Serge Proulx, qui retrace les évolutions des études sur les usages, évoque en effet la variabilité des logiques d’actions en fonction des situations et du temps : « Les agents possèdent des identités plurielles en fonction des types de situations (conjugale, familiale, au travail, dans des lieux publics) (Lahire, 2001). Les agents effectuent des passages (plus ou moins rapides) entre diverses logiques d’action et divers régimes d’engagement selon leurs déplacements entre les divers types de situations (Thévenot, 2006 ; Corcuff, 2007). »

Les modèles d’usage : principes et évolution

Le modèle d’usage se construit à partir d’un usage impliquant un panel important d’utilisateurs. Il faut ensuite décortiquer cet usage, son environnement pour définir des patterns dans les comportements et pratiques des individus vivant cet usage.

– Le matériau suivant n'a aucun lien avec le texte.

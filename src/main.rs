use anyhow::Result;
use tracing_subscriber::EnvFilter;

use todotracker::api::{self, AppState};
use todotracker::config::Config;

#[tokio::main]
async fn main() -> Result<()> {
    tracing_subscriber::fmt()
        .with_env_filter(
            EnvFilter::try_from_default_env().unwrap_or_else(|_| EnvFilter::new("todotracker=info")),
        )
        .init();

    let config = Config::from_env()?;
    let app = api::router(AppState {
        db_path: config.db_path,
    });

    tracing::info!("todotracker listening on http://{}", config.bind_addr);
    axum::serve(tokio::net::TcpListener::bind(config.bind_addr).await?, app).await?;

    Ok(())
}
use chrono::{DateTime, Utc};
use serde::Serialize;

/// A single user-owned note with a completion flag.
#[derive(Debug, Clone, Serialize)]
#[serde(rename_all = "camelCase")]
pub struct Todo {
    pub id: String,
    pub user_id: String,
    pub title: String,
    pub content: String,
    pub completed: bool,
    pub created_at: DateTime<Utc>,
}

#[derive(Debug, Clone, Serialize)]
pub struct User {
    pub id: String,
    pub name: String,
}

/// An opaque bearer token bound to one user.
#[derive(Debug, Clone, Serialize)]
#[serde(rename_all = "camelCase")]
pub struct Session {
    pub token: String,
    pub user_id: String,
}
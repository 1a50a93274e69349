use std::path::Path;

use anyhow::Context;
use chrono::{DateTime, Utc};
use rusqlite::{params, Connection, OptionalExtension, Row};
use uuid::Uuid;

use crate::models::{Session, Todo, User};
use crate::schema::TodoInput;

pub struct Database {
    conn: Connection,
}

impl Database {
    pub fn connect<P: AsRef<Path>>(path: P) -> anyhow::Result<Self> {
        let conn = Connection::open(path.as_ref())
            .with_context(|| format!("opening database at {}", path.as_ref().display()))?;
        let db = Self { conn };
        db.migrate()?;
        Ok(db)
    }

    fn migrate(&self) -> anyhow::Result<()> {
        self.conn.execute_batch(
            r#"
            CREATE TABLE IF NOT EXISTS users (
                id TEXT PRIMARY KEY,
                name TEXT NOT NULL UNIQUE
            );
            CREATE TABLE IF NOT EXISTS sessions (
                token TEXT PRIMARY KEY,
                user_id TEXT NOT NULL REFERENCES users(id),
                created_at TEXT NOT NULL
            );
            CREATE TABLE IF NOT EXISTS todos (
                id TEXT PRIMARY KEY,
                user_id TEXT NOT NULL REFERENCES users(id),
                title TEXT NOT NULL,
                content TEXT NOT NULL,
                completed INTEGER NOT NULL DEFAULT 0,
                created_at TEXT NOT NULL
            );
            CREATE INDEX IF NOT EXISTS idx_todos_user ON todos(user_id);
            "#,
        )?;
        Ok(())
    }

    pub fn get_or_create_user(&self, name: &str) -> anyhow::Result<User> {
        let existing = self
            .conn
            .query_row(
                "SELECT id, name FROM users WHERE name = ?1",
                params![name],
                |row| {
                    Ok(User {
                        id: row.get(0)?,
                        name: row.get(1)?,
                    })
                },
            )
            .optional()?;
        if let Some(user) = existing {
            return Ok(user);
        }

        let user = User {
            id: Uuid::new_v4().to_string(),
            name: name.to_string(),
        };
        self.conn.execute(
            "INSERT INTO users (id, name) VALUES (?1, ?2)",
            params![user.id, user.name],
        )?;
        Ok(user)
    }

    pub fn create_session(&self, user_id: &str) -> anyhow::Result<Session> {
        let session = Session {
            token: Uuid::new_v4().to_string(),
            user_id: user_id.to_string(),
        };
        self.conn.execute(
            "INSERT INTO sessions (token, user_id, created_at) VALUES (?1, ?2, ?3)",
            params![session.token, session.user_id, Utc::now().to_rfc3339()],
        )?;
        Ok(session)
    }

    pub fn resolve_session(&self, token: &str) -> anyhow::Result<Option<User>> {
        let user = self
            .conn
            .query_row(
                "SELECT u.id, u.name FROM sessions s \
                 JOIN users u ON u.id = s.user_id WHERE s.token = ?1",
                params![token],
                |row| {
                    Ok(User {
                        id: row.get(0)?,
                        name: row.get(1)?,
                    })
                },
            )
            .optional()?;
        Ok(user)
    }

    pub fn insert_todo(&self, user_id: &str, input: &TodoInput) -> anyhow::Result<Todo> {
        let todo = Todo {
            id: Uuid::new_v4().to_string(),
            user_id: user_id.to_string(),
            title: input.title.clone(),
            content: input.content.clone(),
            completed: false,
            created_at: Utc::now(),
        };
        self.conn.execute(
            "INSERT INTO todos (id, user_id, title, content, completed, created_at) \
             VALUES (?1, ?2, ?3, ?4, ?5, ?6)",
            params![
                todo.id,
                todo.user_id,
                todo.title,
                todo.content,
                todo.completed,
                todo.created_at.to_rfc3339()
            ],
        )?;
        Ok(todo)
    }

    pub fn list_todos(&self, user_id: &str) -> anyhow::Result<Vec<Todo>> {
        let mut stmt = self.conn.prepare(
            "SELECT id, user_id, title, content, completed, created_at FROM todos \
             WHERE user_id = ?1 ORDER BY created_at ASC, id ASC",
        )?;
        let rows = stmt.query_map(params![user_id], todo_from_row)?;

        let mut todos = Vec::new();
        for todo in rows {
            todos.push(todo?);
        }
        Ok(todos)
    }

    pub fn get_todo(&self, id: &str) -> anyhow::Result<Option<Todo>> {
        let todo = self
            .conn
            .query_row(
                "SELECT id, user_id, title, content, completed, created_at FROM todos \
                 WHERE id = ?1",
                params![id],
                todo_from_row,
            )
            .optional()?;
        Ok(todo)
    }

    /// Returns false when the row no longer exists.
    pub fn set_completed(&self, id: &str, completed: bool) -> anyhow::Result<bool> {
        let updated = self.conn.execute(
            "UPDATE todos SET completed = ?1 WHERE id = ?2",
            params![completed, id],
        )?;
        Ok(updated > 0)
    }

    /// Returns false when the row no longer exists.
    pub fn delete_todo(&self, id: &str) -> anyhow::Result<bool> {
        let deleted = self
            .conn
            .execute("DELETE FROM todos WHERE id = ?1", params![id])?;
        Ok(deleted > 0)
    }
}

fn todo_from_row(row: &Row<'_>) -> rusqlite::Result<Todo> {
    let created_at: String = row.get(5)?;
    Ok(Todo {
        id: row.get(0)?,
        user_id: row.get(1)?,
        title: row.get(2)?,
        content: row.get(3)?,
        completed: row.get(4)?,
        created_at: parse_datetime(&created_at),
    })
}

fn parse_datetime(value: &str) -> DateTime<Utc> {
    DateTime::parse_from_rfc3339(value)
        .map(|dt| dt.with_timezone(&Utc))
        .unwrap_or_else(|_| Utc::now())
}
//! Session resolution: one bearer token in, one user identity out.

use axum::async_trait;
use axum::extract::FromRequestParts;
use axum::http::header;
use axum::http::request::Parts;

use crate::api::AppState;
use crate::db::Database;
use crate::error::ApiError;
use crate::models::User;

/// The caller's resolved identity for the duration of one request.
///
/// Extracting this is the authorization gate: handlers that take a
/// `CurrentUser` never run without a valid session.
pub struct CurrentUser(pub User);

#[async_trait]
impl FromRequestParts<AppState> for CurrentUser {
    type Rejection = ApiError;

    async fn from_request_parts(parts: &mut Parts, state: &AppState) -> Result<Self, ApiError> {
        let token = bearer_token(parts).ok_or(ApiError::Unauthorized)?;
        let db = Database::connect(&state.db_path)?;
        let user = db.resolve_session(token)?.ok_or(ApiError::Unauthorized)?;
        Ok(CurrentUser(user))
    }
}

fn bearer_token(parts: &Parts) -> Option<&str> {
    parts
        .headers
        .get(header::AUTHORIZATION)?
        .to_str()
        .ok()?
        .strip_prefix("Bearer ")
}
use axum::http::StatusCode;
use axum::response::{IntoResponse, Response};
use axum::Json;
use serde::Serialize;
use thiserror::Error;

use crate::schema::ValidationError;

/// Every way a command can fail, mapped onto one HTTP response shape.
#[derive(Debug, Error)]
pub enum ApiError {
    #[error("no valid session")]
    Unauthorized,
    #[error("todo belongs to another user")]
    Forbidden,
    #[error(transparent)]
    Validation(#[from] ValidationError),
    #[error("todo {0} not found")]
    NotFound(String),
    #[error(transparent)]
    Persistence(#[from] anyhow::Error),
}

#[derive(Debug, Serialize)]
struct ErrorBody {
    code: &'static str,
    message: String,
}

impl IntoResponse for ApiError {
    fn into_response(self) -> Response {
        let (status, code) = match &self {
            ApiError::Unauthorized => (StatusCode::UNAUTHORIZED, "UNAUTHORIZED"),
            ApiError::Forbidden => (StatusCode::FORBIDDEN, "FORBIDDEN"),
            ApiError::Validation(_) => (StatusCode::BAD_REQUEST, "BAD_REQUEST"),
            ApiError::NotFound(_) => (StatusCode::NOT_FOUND, "NOT_FOUND"),
            ApiError::Persistence(err) => {
                tracing::error!(error = %format!("{err:#}"), "persistence failure");
                (StatusCode::INTERNAL_SERVER_ERROR, "INTERNAL_SERVER_ERROR")
            }
        };

        // Persistence details stay in the log, not on the wire.
        let message = match &self {
            ApiError::Persistence(_) => "internal error".to_string(),
            other => other.to_string(),
        };

        (status, Json(ErrorBody { code, message })).into_response()
    }
}
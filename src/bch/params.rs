use crate::error::ConfigError;
use crate::gf::gf2;

/// Field and code parameters. The code length is always 15; the message
/// width follows from the generator degree.
#[derive(Clone, Copy, Debug, PartialEq, Eq)]
pub struct BchParams {
    /// Degree-4 modulus defining GF(16), bit `k` = coefficient of `x^k`.
    pub modulus: u8,
    /// Generator of GF(16)*, the element alpha.
    pub primitive: u8,
    /// Correction capability t; the decoder uses 2t syndromes.
    pub max_errors: usize,
}

/// x^4 + x + 1
pub const DEFAULT_MODULUS: u8 = 0x13;
pub const DEFAULT_PRIMITIVE: u8 = 0x2;

/// Largest supported t; beyond it the generator eats the whole codeword.
pub const MAX_CORRECTABLE: usize = 3;

impl BchParams {
    pub const fn new(modulus: u8, primitive: u8, max_errors: usize) -> Self {
        Self { modulus, primitive, max_errors }
    }

    /// (15, 5) code correcting 3 errors.
    pub const fn bch_15_5() -> Self {
        Self::new(DEFAULT_MODULUS, DEFAULT_PRIMITIVE, 3)
    }

    /// (15, 7) code correcting 2 errors.
    pub const fn bch_15_7() -> Self {
        Self::new(DEFAULT_MODULUS, DEFAULT_PRIMITIVE, 2)
    }

    /// (15, 11) Hamming code, one error.
    pub const fn hamming_15_11() -> Self {
        Self::new(DEFAULT_MODULUS, DEFAULT_PRIMITIVE, 1)
    }

    #[inline]
    pub fn syndrome_count(&self) -> usize {
        2 * self.max_errors
    }

    pub fn validate(&self) -> Result<(), ConfigError> {
        if self.max_errors == 0 || self.max_errors > MAX_CORRECTABLE {
            return Err(ConfigError::MaxErrors(self.max_errors));
        }
        if gf2::degree(self.modulus as u64) != Some(4) {
            return Err(ConfigError::ModulusDegree { modulus: self.modulus });
        }
        if self.primitive == 0 || self.primitive >= 16 {
            return Err(ConfigError::PrimitiveOutOfRange(self.primitive));
        }
        Ok(())
    }
}

impl Default for BchParams {
    fn default() -> Self {
        Self::bch_15_5()
    }
}
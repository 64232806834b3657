use crate::gf::gf16::Gf16;

/// `S_i = r(alpha^i)` for i in 1..=count, stored 0-based.
pub fn syndromes(field: &Gf16, received: u16, count: usize) -> Vec<u8> {
    (1..=count)
        .map(|i| field.eval_bits(received as u64, field.alpha_pow(i)))
        .collect()
}

#[inline]
pub fn is_zero(syndromes: &[u8]) -> bool {
    syndromes.iter().all(|&s| s == 0)
}
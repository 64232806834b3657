//! Systematic encoding: codeword = message * x^(n-k) + (message * x^(n-k) mod g).
//!
//! The remainder is computed without a division loop: the quotient is the
//! high half of `word * reciprocal`, and `quotient * g` differs from `word`
//! exactly by the remainder.

use super::Generator;
use crate::gf::gf2;

/// Parity bits of a message already shifted into the high bits of `word`.
#[inline]
pub fn parity(generator: &Generator, word: u64) -> u64 {
    let quotient = gf2::clmul_hi(word, generator.reciprocal());
    let product = gf2::clmul_lo(quotient, generator.poly());
    product ^ word
}

/// Append parity to a shifted message. The result is a multiple of the generator.
#[inline]
pub fn encode_shifted(generator: &Generator, word: u64) -> u64 {
    word | parity(generator, word)
}
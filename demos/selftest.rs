use std::env;

use bch15::bch::sampling;
use bch15::Bch15;
use rand::rngs::StdRng;
use rand::{Rng, SeedableRng};

fn usage() -> ! {
    eprintln!(
        "Usage:
  cargo run --example selftest
  cargo run --example selftest -- <shifted_message_hex> <error_mask_hex>
  cargo run --example selftest -- --random <weight> <trials>

Example:
  cargo run --example selftest -- 5c00 34
  RUST_LOG=bch15=trace cargo run --example selftest

Notes:
- the message is given already shifted into the top 5 bits (bits 10..14).
- masks of weight <= 3 must always decode back to the sent codeword."
    );
    std::process::exit(2);
}

fn parse_hex(s: &str) -> u16 {
    let s = s.trim_start_matches("0x");
    u16::from_str_radix(s, 16).unwrap_or_else(|_| {
        eprintln!("not a 16-bit hex value: {s}");
        usage();
    })
}

fn run_once(codec: &Bch15, shifted: u16, mask: u16) -> bool {
    let sent = codec.encode_shifted(shifted).unwrap_or_else(|e| {
        eprintln!("{e}");
        usage();
    });
    let received = sent ^ mask;
    let decoded = codec.decode(received).unwrap_or_else(|e| {
        eprintln!("{e}");
        usage();
    });

    println!("Message   : {shifted:#06x}");
    println!("Encoded   : {sent:#06x}");
    println!("Received  : {received:#06x} (mask {mask:#06x})");
    println!("Corrected : {:#06x}", decoded.corrected);
    println!("Offsets   : {:?}", decoded.offsets);
    if let Some(reason) = decoded.failure {
        println!("Failure   : {reason}");
    }
    decoded.corrected == sent
}

fn run_random(codec: &Bch15, weight: usize, trials: usize) -> bool {
    let mut rng = StdRng::from_entropy();
    let mut recovered = 0usize;
    for _ in 0..trials {
        let message = rng.gen_range(0..1u16 << codec.message_bits());
        let sent = codec.encode(message).expect("message fits");
        let mask = sampling::error_mask(&mut rng, weight);
        let decoded = codec.decode(sent ^ mask).expect("received word is 15 bits wide");
        if decoded.corrected == sent {
            recovered += 1;
        }
    }
    println!("weight {weight}: {recovered}/{trials} recovered");
    weight > codec.params().max_errors || recovered == trials
}

fn main() {
    env_logger::init();

    let args = env::args().skip(1).collect::<Vec<_>>();
    let codec = Bch15::standard();

    let ok = match args.as_slice() {
        [] => run_once(codec, 0x5c00, 0x34),
        [flag, weight, trials] if flag == "--random" => {
            let weight = weight.parse().unwrap_or_else(|_| usage());
            let trials = trials.parse().unwrap_or_else(|_| usage());
            if weight > 15 {
                usage();
            }
            run_random(codec, weight, trials)
        }
        [message, mask] => run_once(codec, parse_hex(message), parse_hex(mask)),
        _ => usage(),
    };

    if ok {
        println!("passed");
    } else {
        println!("failed");
        std::process::exit(1);
    }
}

La première étape est de rencontrer de nombreuses personnes autour d’un sujet lors d’entretiens, d’ateliers, sondages… Il faut essayer de comprendre leurs modèles mentaux. Comment une personne voit-elle et vit-elle un usage ? Quelles sont ses pratiques et pourquoi ?

L’objectif du modèle mental est de remarquer des motifs, des caractéristiques communes, des éléments influençant leur usage. De façon empirique, il faut faire émerger les caractéristiques communes des différents comportements et pratiques liés à un usage et définir des indicateurs pour chacune de ces caractéristiques.

Nous procédons en écrivant tous les mots clés qui ont été évoqués lors de la phase de recherche utilisateur en constituant des regroupements entre les notions proches. Pour finir nous sélectionnons les caractéristiques qui nous semblent les plus pertinentes et nous leur associons des critères.

La représentation de ce processus est la fiche modèle d’usage. Elle est constituée d’un résumé du modèle qui est une explication concise du mode de fonctionnement des personnes dans cet usage. Nous avons également associé des personas pour bien montrer que 2 personas différents peuvent avoir le même modèle d’usage. Ces personas ont été construits suite à la rencontre de clients. Ensuite viennent les caractéristiques directement liées à l’usage (ici par exemple : la surface financière, la diversité des comptes…) et d’autres plus générales qui ont cependant un fort impact sur les pratiques au sein de cet usage (perception de l’avenir, confiance en soi…). Enfin, une liste des besoins spécifiques que les personnes ayant ce type de modèle d’usage peuvent rencontrer.

Exemple de modèle d’usage
Exemple d’un persona associé au modèle d’usage présenté ci-dessus

Avant même de parler de conception concrète, travailler sur ces modèles d’usage nous permet de nous rendre compte de la diversité et de l’étendue des pratiques et des comportement liés à un usage. Certains usages impliquent de nombreuses pratiques alors que d’autres sont très restreints, cela nous donne une notion de périmètre de l’usage. À nous de décider de rester ou non dans ce périmètre, de provoquer de nouvelles pratiques ou au contraire d’en conforter certaines. Comme les personas mais à une autre échelle, ces modèles d’usage permettent également d’adresser ce qui a été conçu ou ce qui sera conçu.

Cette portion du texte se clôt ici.